__What this task involves__
Go through the entries below from the first line and transcribe each one exactly, ending with the line that contains "first free slot.".

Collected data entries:
########

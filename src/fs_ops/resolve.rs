//! Destination-name resolution.
//!
//! Flattening a tree into one directory means colliding base names are the
//! normal case, not the exception. The suffix scheme strips the extension and
//! appends `_1`, `_2`, ... until a free slot is found.
//!
//! Two membership tests exist for the same algorithm:
//! - real runs probe the filesystem, which already reflects earlier moves of
//!   the same run,
//! - dry runs probe a per-run `NameRegistry`, the only source of truth for
//!   names the simulation has already handed out.

use std::collections::HashSet;
use std::ffi::{OsStr, OsString};
use std::path::{Path, PathBuf};

/// Names already assigned within the target directory for the current run.
/// Owned by the dry-run mover; never process-global, so concurrent runs in
/// tests cannot interfere.
#[derive(Debug, Default)]
pub struct NameRegistry {
    used: HashSet<OsString>,
}

impl NameRegistry {
    pub fn new() -> Self {
        Self::default()
    }

    /// Record `name` as taken. Returns false if it was already assigned.
    pub fn claim(&mut self, name: &OsStr) -> bool {
        self.used.insert(name.to_os_string())
    }

    pub fn contains(&self, name: &OsStr) -> bool {
        self.used.contains(name)
    }

    pub fn len(&self) -> usize {
        self.used.len()
    }

    pub fn is_empty(&self) -> bool {
        self.used.is_empty()
    }
}

/// Build "<stem>_<n>[.ext]" from a base file name.
/// Preserves non-UTF8 names (OsString throughout); dotfiles keep their
/// leading dot and gain the suffix at the end.
fn suffixed(base: &OsStr, n: u32) -> OsString {
    let p = Path::new(base);
    let stem = p
        .file_stem()
        .map(|s| s.to_owned())
        .unwrap_or_else(|| OsStr::new("file").to_owned());
    let ext = p.extension().map(|e| e.to_owned());

    let mut name = OsString::new();
    name.push(&stem);
    name.push(format!("_{n}"));
    if let Some(e) = ext {
        name.push(".");
        name.push(e);
    }
    name
}

/// Real-run resolution: probe the filesystem until a free path is found.
/// Unbounded in principle; terminates at the first free slot.
pub fn resolve_on_disk(target_dir: &Path, file_name: &OsStr) -> PathBuf {
    let candidate = target_dir.join(file_name);
    if !candidate.exists() {
        return candidate;
    }

    let mut n = 1u32;
    loop {
        let alt = target_dir.join(suffixed(file_name, n));
        if !alt.exists() {
            return alt;
        }
        n += 1;
    }
}

/// Dry-run resolution: same algorithm, membership tested against the
/// registry. Every returned name is claimed before the next candidate, so
/// identical base names deterministically receive `name`, `name_1`, ...
/// in walk order.
pub fn resolve_in_registry(
    target_dir: &Path,
    file_name: &OsStr,
    registry: &mut NameRegistry,
) -> PathBuf {
    if registry.claim(file_name) {
        return target_dir.join(file_name);
    }

    let mut n = 1u32;
    loop {
        let alt = suffixed(file_name, n);
        if registry.claim(&alt) {
            return target_dir.join(alt);
        }
        n += 1;
    }
}

#[cfg(test)]
mod tests {
    use super::*;
    use std::fs;
    use tempfile::tempdir;

    #[test]
    fn no_collision_returns_requested_name() {
        let td = tempdir().unwrap();
        let dst = resolve_on_disk(td.path(), OsStr::new("file.txt"));
        assert_eq!(dst, td.path().join("file.txt"));
    }

    #[test]
    fn single_collision_gets_suffix_one() {
        let td = tempdir().unwrap();
        fs::write(td.path().join("file.txt"), b"x").unwrap();
        let dst = resolve_on_disk(td.path(), OsStr::new("file.txt"));
        assert_eq!(dst, td.path().join("file_1.txt"));
    }

    #[test]
    fn multiple_collisions_increment_suffix() {
        let td = tempdir().unwrap();
        fs::write(td.path().join("file.txt"), b"1").unwrap();
        fs::write(td.path().join("file_1.txt"), b"2").unwrap();
        fs::write(td.path().join("file_2.txt"), b"3").unwrap();
        let dst = resolve_on_disk(td.path(), OsStr::new("file.txt"));
        assert_eq!(dst, td.path().join("file_3.txt"));
    }

    #[test]
    fn dotfile_suffixing() {
        let td = tempdir().unwrap();
        fs::write(td.path().join(".env"), b"a").unwrap();
        let dst = resolve_on_disk(td.path(), OsStr::new(".env"));
        assert_eq!(dst, td.path().join(".env_1"));
    }

    #[test]
    fn multi_extension_position() {
        let td = tempdir().unwrap();
        fs::write(td.path().join("archive.tar.gz"), b"a").unwrap();
        let dst = resolve_on_disk(td.path(), OsStr::new("archive.tar.gz"));
        assert_eq!(dst, td.path().join("archive.tar_1.gz"));
    }

    #[test]
    fn registry_hands_out_deterministic_sequence() {
        let td = tempdir().unwrap();
        let mut reg = NameRegistry::new();
        let a = resolve_in_registry(td.path(), OsStr::new("a.txt"), &mut reg);
        let b = resolve_in_registry(td.path(), OsStr::new("a.txt"), &mut reg);
        let c = resolve_in_registry(td.path(), OsStr::new("a.txt"), &mut reg);
        assert_eq!(a, td.path().join("a.txt"));
        assert_eq!(b, td.path().join("a_1.txt"));
        assert_eq!(c, td.path().join("a_2.txt"));
        assert_eq!(reg.len(), 3);
    }

    #[test]
    fn registry_ignores_disk_state() {
        // Dry-run membership is the registry alone; a pre-existing file on
        // disk must not influence the simulated name.
        let td = tempdir().unwrap();
        fs::write(td.path().join("a.txt"), b"existing").unwrap();
        let mut reg = NameRegistry::new();
        let dst = resolve_in_registry(td.path(), OsStr::new("a.txt"), &mut reg);
        assert_eq!(dst, td.path().join("a.txt"));
    }

    #[test]
    fn registries_are_independent_per_run() {
        let td = tempdir().unwrap();
        let mut first = NameRegistry::new();
        let mut second = NameRegistry::new();
        resolve_in_registry(td.path(), OsStr::new("a.txt"), &mut first);
        let dst = resolve_in_registry(td.path(), OsStr::new("a.txt"), &mut second);
        assert_eq!(dst, td.path().join("a.txt"));
    }

    #[cfg(unix)]
    #[test]
    fn non_utf8_name_suffixing() {
        use std::os::unix::ffi::OsStrExt;
        let td = tempdir().unwrap();
        let raw = [0xff, 0xfe, b'.', b't', b'x', b't'];
        let name = OsStr::from_bytes(&raw);
        let dst = resolve_on_disk(td.path(), name);
        // It should at least return a path inside the target directory.
        assert!(dst.starts_with(td.path()));
    }
}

########

__Response to the task__
filename src/fs_ops/resolve.rs
//! Destination-name resolution.
//!
//! Flattening a tree into one directory means colliding base names are the
//! normal case, not the exception. The suffix scheme strips the extension and
//! appends `_1`, `_2`, ... until a free slot is found.
//!
//! Two membership tests exist for the same algorithm:
//! - real runs probe the filesystem, which already reflects earlier moves of
//!   the same run,
//! - dry runs probe a per-run `NameRegistry`, the only source of truth for
//!   names the simulation has already handed out.

use std::collections::HashSet;
use std::ffi::{OsStr, OsString};
use std::path::{Path, PathBuf};

/// Names already assigned within the target directory for the current run.
/// Owned by the dry-run mover; never process-global, so concurrent runs in
/// tests cannot interfere.
#[derive(Debug, Default)]
pub struct NameRegistry {
    used: HashSet<OsString>,
}

impl NameRegistry {
    pub fn new() -> Self {
        Self::default()
    }

    /// Record `name` as taken. Returns false if it was already assigned.
    pub fn claim(&mut self, name: &OsStr) -> bool {
        self.used.insert(name.to_os_string())
    }

    pub fn contains(&self, name: &OsStr) -> bool {
        self.used.contains(name)
    }

    pub fn len(&self) -> usize {
        self.used.len()
    }

    pub fn is_empty(&self) -> bool {
        self.used.is_empty()
    }
}

/// Build "<stem>_<n>[.ext]" from a base file name.
/// Preserves non-UTF8 names (OsString throughout); dotfiles keep their
/// leading dot and gain the suffix at the end.
fn suffixed(base: &OsStr, n: u32) -> OsString {
    let p = Path::new(base);
    let stem = p
        .file_stem()
        .map(|s| s.to_owned())
        .unwrap_or_else(|| OsStr::new("file").to_owned());
    let ext = p.extension().map(|e| e.to_owned());

    let mut name = OsString::new();
    name.push(&stem);
    name.push(format!("_{n}"));
    if let Some(e) = ext {
        name.push(".");
        name.push(e);
    }
    name
}

/// Real-run resolution: probe the filesystem until a free path is found.
/// Unbounded in principle; terminates at the first free slot.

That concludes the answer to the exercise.